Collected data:
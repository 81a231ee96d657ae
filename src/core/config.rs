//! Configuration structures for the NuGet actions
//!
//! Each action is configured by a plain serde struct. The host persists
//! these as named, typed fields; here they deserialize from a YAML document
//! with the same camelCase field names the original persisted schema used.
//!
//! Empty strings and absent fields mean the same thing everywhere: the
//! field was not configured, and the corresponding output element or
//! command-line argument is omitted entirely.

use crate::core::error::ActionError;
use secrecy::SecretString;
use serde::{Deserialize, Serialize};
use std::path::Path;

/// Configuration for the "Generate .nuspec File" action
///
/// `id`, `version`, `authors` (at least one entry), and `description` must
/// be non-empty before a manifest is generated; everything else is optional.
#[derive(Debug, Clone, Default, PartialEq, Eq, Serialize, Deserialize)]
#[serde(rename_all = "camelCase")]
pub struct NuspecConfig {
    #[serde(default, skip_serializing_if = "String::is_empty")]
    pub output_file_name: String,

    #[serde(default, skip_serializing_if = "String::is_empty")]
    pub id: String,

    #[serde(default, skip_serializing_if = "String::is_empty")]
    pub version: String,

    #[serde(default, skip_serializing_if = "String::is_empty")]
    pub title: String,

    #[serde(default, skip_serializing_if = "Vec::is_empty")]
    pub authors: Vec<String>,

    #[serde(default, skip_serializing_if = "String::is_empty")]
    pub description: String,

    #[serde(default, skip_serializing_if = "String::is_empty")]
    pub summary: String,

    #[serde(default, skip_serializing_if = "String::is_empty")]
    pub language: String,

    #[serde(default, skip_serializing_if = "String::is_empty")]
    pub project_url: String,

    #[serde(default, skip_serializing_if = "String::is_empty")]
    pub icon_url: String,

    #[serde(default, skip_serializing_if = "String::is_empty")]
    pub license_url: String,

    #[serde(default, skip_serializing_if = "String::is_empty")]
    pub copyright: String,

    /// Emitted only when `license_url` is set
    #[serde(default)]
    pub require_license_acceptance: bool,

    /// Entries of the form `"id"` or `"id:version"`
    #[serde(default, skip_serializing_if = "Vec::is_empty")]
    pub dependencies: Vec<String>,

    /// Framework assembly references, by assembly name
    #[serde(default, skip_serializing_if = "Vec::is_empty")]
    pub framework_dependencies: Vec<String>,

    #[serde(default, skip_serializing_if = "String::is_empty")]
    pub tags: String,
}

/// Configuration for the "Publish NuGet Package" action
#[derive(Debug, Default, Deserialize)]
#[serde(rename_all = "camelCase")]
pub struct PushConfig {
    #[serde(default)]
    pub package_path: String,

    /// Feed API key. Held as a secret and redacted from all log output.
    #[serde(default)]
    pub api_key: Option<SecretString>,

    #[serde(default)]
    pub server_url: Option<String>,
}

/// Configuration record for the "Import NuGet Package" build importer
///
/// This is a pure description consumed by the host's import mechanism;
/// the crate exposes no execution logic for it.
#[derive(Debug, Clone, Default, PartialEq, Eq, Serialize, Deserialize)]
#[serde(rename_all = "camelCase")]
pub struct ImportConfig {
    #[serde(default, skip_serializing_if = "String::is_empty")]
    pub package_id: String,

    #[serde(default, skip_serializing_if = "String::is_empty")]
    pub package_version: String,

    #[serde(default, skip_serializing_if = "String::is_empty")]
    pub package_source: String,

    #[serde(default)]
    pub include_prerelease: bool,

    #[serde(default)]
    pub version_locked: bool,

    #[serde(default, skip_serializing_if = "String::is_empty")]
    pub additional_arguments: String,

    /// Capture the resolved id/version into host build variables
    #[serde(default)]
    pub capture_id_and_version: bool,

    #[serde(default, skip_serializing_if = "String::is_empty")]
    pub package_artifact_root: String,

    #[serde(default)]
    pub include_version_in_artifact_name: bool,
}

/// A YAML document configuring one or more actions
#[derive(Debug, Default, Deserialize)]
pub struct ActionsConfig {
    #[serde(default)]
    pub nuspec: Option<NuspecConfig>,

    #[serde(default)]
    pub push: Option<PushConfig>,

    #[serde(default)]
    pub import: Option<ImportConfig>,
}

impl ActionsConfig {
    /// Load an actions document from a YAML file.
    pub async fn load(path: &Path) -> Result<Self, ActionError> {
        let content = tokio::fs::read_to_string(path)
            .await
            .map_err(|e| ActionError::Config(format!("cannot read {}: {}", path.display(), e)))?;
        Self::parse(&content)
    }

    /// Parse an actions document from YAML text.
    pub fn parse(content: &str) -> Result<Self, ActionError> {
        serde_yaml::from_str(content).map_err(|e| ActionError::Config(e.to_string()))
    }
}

[WORK REQUEST]
Reproduce the records above exactly, from the first line through the line containing "thing everywhere: the", and output nothing else.

[EXERCISE RESPONSE]
repository 81a231ee96d657ae
filename src/core/config.rs
//! Configuration structures for the NuGet actions
//!
//! Each action is configured by a plain serde struct. The host persists
//! these as named, typed fields; here they deserialize from a YAML document
//! with the same camelCase field names the original persisted schema used.
//!
//! Empty strings and absent fields mean the same thing everywhere: the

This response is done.